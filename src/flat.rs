//! Flat, spreadsheet-friendly rows for translator review.
//!
//! A flat file has a header row followed by one row per translatable unit:
//! `table;index;english;translation`. Rows of a table's secondary entries
//! carry the table id with an `.entries2` suffix, since spreadsheet tools
//! have no notion of nested lists. Inside the crate that suffix is parsed
//! into a [`RowKey`] and only formatted again when writing the file.

use crate::error::FlatFileError;
use crate::table::EntryList;
use std::fmt;
use std::fs::File;
use std::io::{BufWriter, Write};
use std::path::Path;

/// Suffix marking rows that belong to secondary entries.
pub const SECONDARY_SUFFIX: &str = ".entries2";

/// Index value of a table's display-name row.
pub const NAME_INDEX: &str = "name";

/// Header columns, in file order.
pub const HEADER: [&str; 4] = ["table", "index", "english", "translation"];

/// Byte-order mark written before the first header field.
const BOM: char = '\u{feff}';

/// Default column delimiter.
pub const DEFAULT_DELIMITER: u8 = b';';

/// Address of the entry list a row belongs to.
#[derive(Debug, Clone, PartialEq, Eq, PartialOrd, Ord, Hash)]
pub struct RowKey {
    /// Table identifier, without any suffix.
    pub table: String,
    /// Entry list the row's position refers to.
    pub list: EntryList,
}

impl RowKey {
    pub fn primary(table: impl Into<String>) -> Self {
        Self {
            table: table.into(),
            list: EntryList::Primary,
        }
    }

    pub fn secondary(table: impl Into<String>) -> Self {
        Self {
            table: table.into(),
            list: EntryList::Secondary,
        }
    }

    /// Parses the key column of a flat file.
    pub fn parse(value: &str) -> Self {
        match value.strip_suffix(SECONDARY_SUFFIX) {
            Some(table) => Self::secondary(table),
            None => Self::primary(value),
        }
    }
}

impl fmt::Display for RowKey {
    fn fmt(&self, f: &mut fmt::Formatter<'_>) -> fmt::Result {
        match self.list {
            EntryList::Primary => write!(f, "{}", self.table),
            EntryList::Secondary => write!(f, "{}{}", self.table, SECONDARY_SUFFIX),
        }
    }
}

/// What a row's index column points at.
///
/// `Name` sorts before every position.
#[derive(Debug, Clone, Copy, PartialEq, Eq, PartialOrd, Ord, Hash)]
pub enum RowIndex {
    /// The table's display name.
    Name,
    /// A position in the entry list.
    Position(usize),
}

impl RowIndex {
    /// Parses the index column, returning `None` for anything else.
    pub fn parse(value: &str) -> Option<Self> {
        if value == NAME_INDEX {
            return Some(RowIndex::Name);
        }
        value.parse().ok().map(RowIndex::Position)
    }
}

impl fmt::Display for RowIndex {
    fn fmt(&self, f: &mut fmt::Formatter<'_>) -> fmt::Result {
        match self {
            RowIndex::Name => f.write_str(NAME_INDEX),
            RowIndex::Position(position) => write!(f, "{}", position),
        }
    }
}

/// One translatable unit paired with its reference text.
#[derive(Debug, Clone, PartialEq, Eq)]
pub struct FlatRow {
    pub key: RowKey,
    pub index: RowIndex,
    /// Text in the reference language.
    pub reference: String,
    /// Text in the target language.
    pub translation: String,
}

impl FlatRow {
    pub fn new(
        key: RowKey,
        index: RowIndex,
        reference: impl Into<String>,
        translation: impl Into<String>,
    ) -> Self {
        Self {
            key,
            index,
            reference: reference.into(),
            translation: translation.into(),
        }
    }

    /// Sort key: table, then primary before secondary, then name before positions.
    pub fn sort_key(&self) -> (&str, EntryList, RowIndex) {
        (&self.key.table, self.key.list, self.index)
    }
}

/// Sorts rows so each table's rows are adjacent and in write order.
pub fn sort_rows(rows: &mut [FlatRow]) {
    rows.sort_by(|a, b| a.sort_key().cmp(&b.sort_key()));
}

/// Incremental writer for flat files.
pub struct FlatFileWriter<W: Write> {
    writer: csv::Writer<W>,
    rows_written: usize,
}

impl FlatFileWriter<BufWriter<File>> {
    /// Creates (or truncates) a flat file and writes its header.
    pub fn create(path: &Path, delimiter: u8) -> Result<Self, FlatFileError> {
        let file = File::create(path)?;
        Self::new(BufWriter::new(file), delimiter)
    }
}

impl<W: Write> FlatFileWriter<W> {
    /// Wraps a writer and writes the header row.
    pub fn new(inner: W, delimiter: u8) -> Result<Self, FlatFileError> {
        let mut writer = csv::WriterBuilder::new()
            .delimiter(delimiter)
            .terminator(csv::Terminator::Any(b'\n'))
            .from_writer(inner);

        let first = format!("{}{}", BOM, HEADER[0]);
        writer.write_record([first.as_str(), HEADER[1], HEADER[2], HEADER[3]])?;

        Ok(Self {
            writer,
            rows_written: 0,
        })
    }

    /// Appends one data row.
    pub fn write_row(&mut self, row: &FlatRow) -> Result<(), FlatFileError> {
        let key = row.key.to_string();
        let index = row.index.to_string();
        self.writer
            .write_record([&key, &index, &row.reference, &row.translation])?;
        self.rows_written += 1;
        Ok(())
    }

    /// Number of data rows written so far.
    pub fn rows_written(&self) -> usize {
        self.rows_written
    }

    /// Flushes buffered rows and returns the inner writer.
    pub fn finish(mut self) -> Result<W, FlatFileError> {
        self.writer.flush()?;
        self.writer
            .into_inner()
            .map_err(|e| FlatFileError::Io(e.into_error()))
    }
}

/// Reads every data row of a flat file.
pub fn read_flat_file(path: &Path, delimiter: u8) -> Result<Vec<FlatRow>, FlatFileError> {
    let content = std::fs::read_to_string(path)?;
    parse_flat_rows(&content, delimiter)
}

/// Parses flat file content; the header line is skipped and fields are trimmed.
pub fn parse_flat_rows(content: &str, delimiter: u8) -> Result<Vec<FlatRow>, FlatFileError> {
    let content = content.strip_prefix(BOM).unwrap_or(content);
    let mut reader = csv::ReaderBuilder::new()
        .delimiter(delimiter)
        .has_headers(true)
        .flexible(true)
        .trim(csv::Trim::All)
        .from_reader(content.as_bytes());

    let mut rows = Vec::new();
    for record in reader.records() {
        let record = record?;
        let line = record.position().map(|p| p.line()).unwrap_or_default();

        if record.iter().all(str::is_empty) {
            continue;
        }
        if record.len() < HEADER.len() {
            return Err(FlatFileError::MissingColumn { line });
        }

        let index = RowIndex::parse(&record[1]).ok_or_else(|| FlatFileError::InvalidIndex {
            line,
            value: record[1].to_string(),
        })?;

        rows.push(FlatRow::new(
            RowKey::parse(&record[0]),
            index,
            &record[2],
            &record[3],
        ));
    }

    Ok(rows)
}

**********

Every record above is to be given again precisely.

• **Task result**:
filename src/flat.rs
//! Flat, spreadsheet-friendly rows for translator review.
//!
//! A flat file has a header row followed by one row per translatable unit:
//! `table;index;english;translation`. Rows of a table's secondary entries
//! carry the table id with an `.entries2` suffix, since spreadsheet tools
//! have no notion of nested lists. Inside the crate that suffix is parsed
//! into a [`RowKey`] and only formatted again when writing the file.

use crate::error::FlatFileError;
use crate::table::EntryList;
use std::fmt;
use std::fs::File;
use std::io::{BufWriter, Write};
use std::path::Path;

/// Suffix marking rows that belong to secondary entries.
pub const SECONDARY_SUFFIX: &str = ".entries2";

/// Index value of a table's display-name row.
pub const NAME_INDEX: &str = "name";

/// Header columns, in file order.
pub const HEADER: [&str; 4] = ["table", "index", "english", "translation"];

/// Byte-order mark written before the first header field.
const BOM: char = '\u{feff}';

/// Default column delimiter.
pub const DEFAULT_DELIMITER: u8 = b';';

/// Address of the entry list a row belongs to.
#[derive(Debug, Clone, PartialEq, Eq, PartialOrd, Ord, Hash)]
pub struct RowKey {
    /// Table identifier, without any suffix.
    pub table: String,
    /// Entry list the row's position refers to.
    pub list: EntryList,
}

impl RowKey {
    pub fn primary(table: impl Into<String>) -> Self {
        Self {
            table: table.into(),
            list: EntryList::Primary,
        }
    }

    pub fn secondary(table: impl Into<String>) -> Self {
        Self {
            table: table.into(),
            list: EntryList::Secondary,
        }
    }

    /// Parses the key column of a flat file.
    pub fn parse(value: &str) -> Self {
        match value.strip_suffix(SECONDARY_SUFFIX) {
            Some(table) => Self::secondary(table),
            None => Self::primary(value),
        }
    }
}

impl fmt::Display for RowKey {
    fn fmt(&self, f: &mut fmt::Formatter<'_>) -> fmt::Result {
        match self.list {
            EntryList::Primary => write!(f, "{}", self.table),
            EntryList::Secondary => write!(f, "{}{}", self.table, SECONDARY_SUFFIX),
        }
    }
}

/// What a row's index column points at.
///
/// `Name` sorts before every position.
#[derive(Debug, Clone, Copy, PartialEq, Eq, PartialOrd, Ord, Hash)]
pub enum RowIndex {
    /// The table's display name.
    Name,
    /// A position in the entry list.
    Position(usize),
}

impl RowIndex {
    /// Parses the index column, returning `None` for anything else.
    pub fn parse(value: &str) -> Option<Self> {
        if value == NAME_INDEX {
            return Some(RowIndex::Name);
        }
        value.parse().ok().map(RowIndex::Position)
    }
}

impl fmt::Display for RowIndex {
    fn fmt(&self, f: &mut fmt::Formatter<'_>) -> fmt::Result {
        match self {
            RowIndex::Name => f.write_str(NAME_INDEX),
            RowIndex::Position(position) => write!(f, "{}", position),
        }
    }
}

/// One translatable unit paired with its reference text.
#[derive(Debug, Clone, PartialEq, Eq)]
pub struct FlatRow {
    pub key: RowKey,
    pub index: RowIndex,
    /// Text in the reference language.
    pub reference: String,
    /// Text in the target language.
    pub translation: String,
}

impl FlatRow {
    pub fn new(
        key: RowKey,
        index: RowIndex,
        reference: impl Into<String>,
        translation: impl Into<String>,
    ) -> Self {
        Self {
            key,
            index,
            reference: reference.into(),
            translation: translation.into(),
        }
    }

    /// Sort key: table, then primary before secondary, then name before positions.
    pub fn sort_key(&self) -> (&str, EntryList, RowIndex) {
        (&self.key.table, self.key.list, self.index)
    }
}

/// Sorts rows so each table's rows are adjacent and in write order.
pub fn sort_rows(rows: &mut [FlatRow]) {
    rows.sort_by(|a, b| a.sort_key().cmp(&b.sort_key()));
}

/// Incremental writer for flat files.
pub struct FlatFileWriter<W: Write> {
    writer: csv::Writer<W>,
    rows_written: usize,
}

impl FlatFileWriter<BufWriter<File>> {
    /// Creates (or truncates) a flat file and writes its header.
    pub fn create(path: &Path, delimiter: u8) -> Result<Self, FlatFileError> {
        let file = File::create(path)?;
        Self::new(BufWriter::new(file), delimiter)
    }
}

impl<W: Write> FlatFileWriter<W> {
    /// Wraps a writer and writes the header row.
    pub fn new(inner: W, delimiter: u8) -> Result<Self, FlatFileError> {
        let mut writer = csv::WriterBuilder::new()
            .delimiter(delimiter)
            .terminator(csv::Terminator::Any(b'\n'))
            .from_writer(inner);

        let first = format!("{}{}", BOM, HEADER[0]);
        writer.write_record([first.as_str(), HEADER[1], HEADER[2], HEADER[3]])?;

        Ok(Self {
            writer,
            rows_written: 0,
        })
    }

    /// Appends one data row.
    pub fn write_row(&mut self, row: &FlatRow) -> Result<(), FlatFileError> {
        let key = row.key.to_string();
        let index = row.index.to_string();
        self.writer
            .write_record([&key, &index, &row.reference, &row.translation])?;
        self.rows_written += 1;
        Ok(())
    }

    /// Number of data rows written so far.
    pub fn rows_written(&self) -> usize {
        self.rows_written
    }

    /// Flushes buffered rows and returns the inner writer.
    pub fn finish(mut self) -> Result<W, FlatFileError> {
        self.writer.flush()?;
        self.writer
            .into_inner()
            .map_err(|e| FlatFileError::Io(e.into_error()))
    }
}

/// Reads every data row of a flat file.
pub fn read_flat_file(path: &Path, delimiter: u8) -> Result<Vec<FlatRow>, FlatFileError> {
    let content = std::fs::read_to_string(path)?;
    parse_flat_rows(&content, delimiter)
}

/// Parses flat file content; the header line is skipped and fields are trimmed.
pub fn parse_flat_rows(content: &str, delimiter: u8) -> Result<Vec<FlatRow>, FlatFileError> {
    let content = content.strip_prefix(BOM).unwrap_or(content);
    let mut reader = csv::ReaderBuilder::new()
        .delimiter(delimiter)
        .has_headers(true)
        .flexible(true)
        .trim(csv::Trim::All)
        .from_reader(content.as_bytes());

    let mut rows = Vec::new();
    for record in reader.records() {
        let record = record?;
        let line = record.position().map(|p| p.line()).unwrap_or_default();

        if record.iter().all(str::is_empty) {
            continue;
        }
        if record.len() < HEADER.len() {
            return Err(FlatFileError::MissingColumn { line });
        }

        let index = RowIndex::parse(&record[1]).ok_or_else(|| FlatFileError::InvalidIndex {
            line,
            value: record[1].to_string(),
        })?;

        rows.push(FlatRow::new(
            RowKey::parse(&record[0]),
            index,
            &record[2],
            &record[3],
        ));
    }

    Ok(rows)
}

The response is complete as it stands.